The lines to copy are those in the listing below that contain the word "futures".

======== Supplied material ========

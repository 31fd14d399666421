//! `axum` WebSocket adapter implementing `vox-transport`'s `MessageSink`/
//! `MessageSource` so `Transport` never needs to know about a specific web
//! framework.

use async_trait::async_trait;
use axum::extract::ws::{Message, WebSocket};
use futures::stream::{SplitSink, SplitStream};
use futures::{SinkExt, StreamExt};
use tokio::sync::Mutex;
use vox_foundation::error::{TransportError, VoxError};
use vox_transport::{MessageKind, MessageSink, MessageSource};

pub struct WsSink {
    tx: Mutex<SplitSink<WebSocket, Message>>,
}

pub struct WsSource {
    rx: SplitStream<WebSocket>,
}

/// Splits an upgraded connection into the `Transport`-facing sink and the
/// source the read loop drains.
pub fn split(socket: WebSocket) -> (WsSink, WsSource) {
    let (tx, rx) = socket.split();
    (WsSink { tx: Mutex::new(tx) }, WsSource { rx })
}

#[async_trait]
impl MessageSink for WsSink {
    async fn send(&self, kind: MessageKind, payload: Vec<u8>) -> Result<(), VoxError> {
        let message = match kind {
            MessageKind::Text => Message::Text(String::from_utf8_lossy(&payload).into_owned()),
            MessageKind::Binary => Message::Binary(payload),
        };
        self.tx
            .lock()
            .await
            .send(message)
            .await
            .map_err(|err| VoxError::Transport(TransportError::Write(err.to_string())))
    }
}

#[async_trait]
impl MessageSource for WsSource {
    async fn recv(&mut self) -> Result<Option<(MessageKind, Vec<u8>)>, VoxError> {
        loop {
            return match self.rx.next().await {
                None => Ok(None),
                Some(Ok(Message::Binary(bytes))) => Ok(Some((MessageKind::Binary, bytes))),
                Some(Ok(Message::Text(text))) => Ok(Some((MessageKind::Text, text.into_bytes()))),
                Some(Ok(Message::Ping(_))) | Some(Ok(Message::Pong(_))) => continue,
                Some(Ok(Message::Close(_))) => Ok(None),
                Some(Err(err)) => Err(VoxError::Transport(TransportError::Read(err.to_string()))),
            };
        }
    }
}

========

Response box =
use futures::stream::{SplitSink, SplitStream};
use futures::{SinkExt, StreamExt};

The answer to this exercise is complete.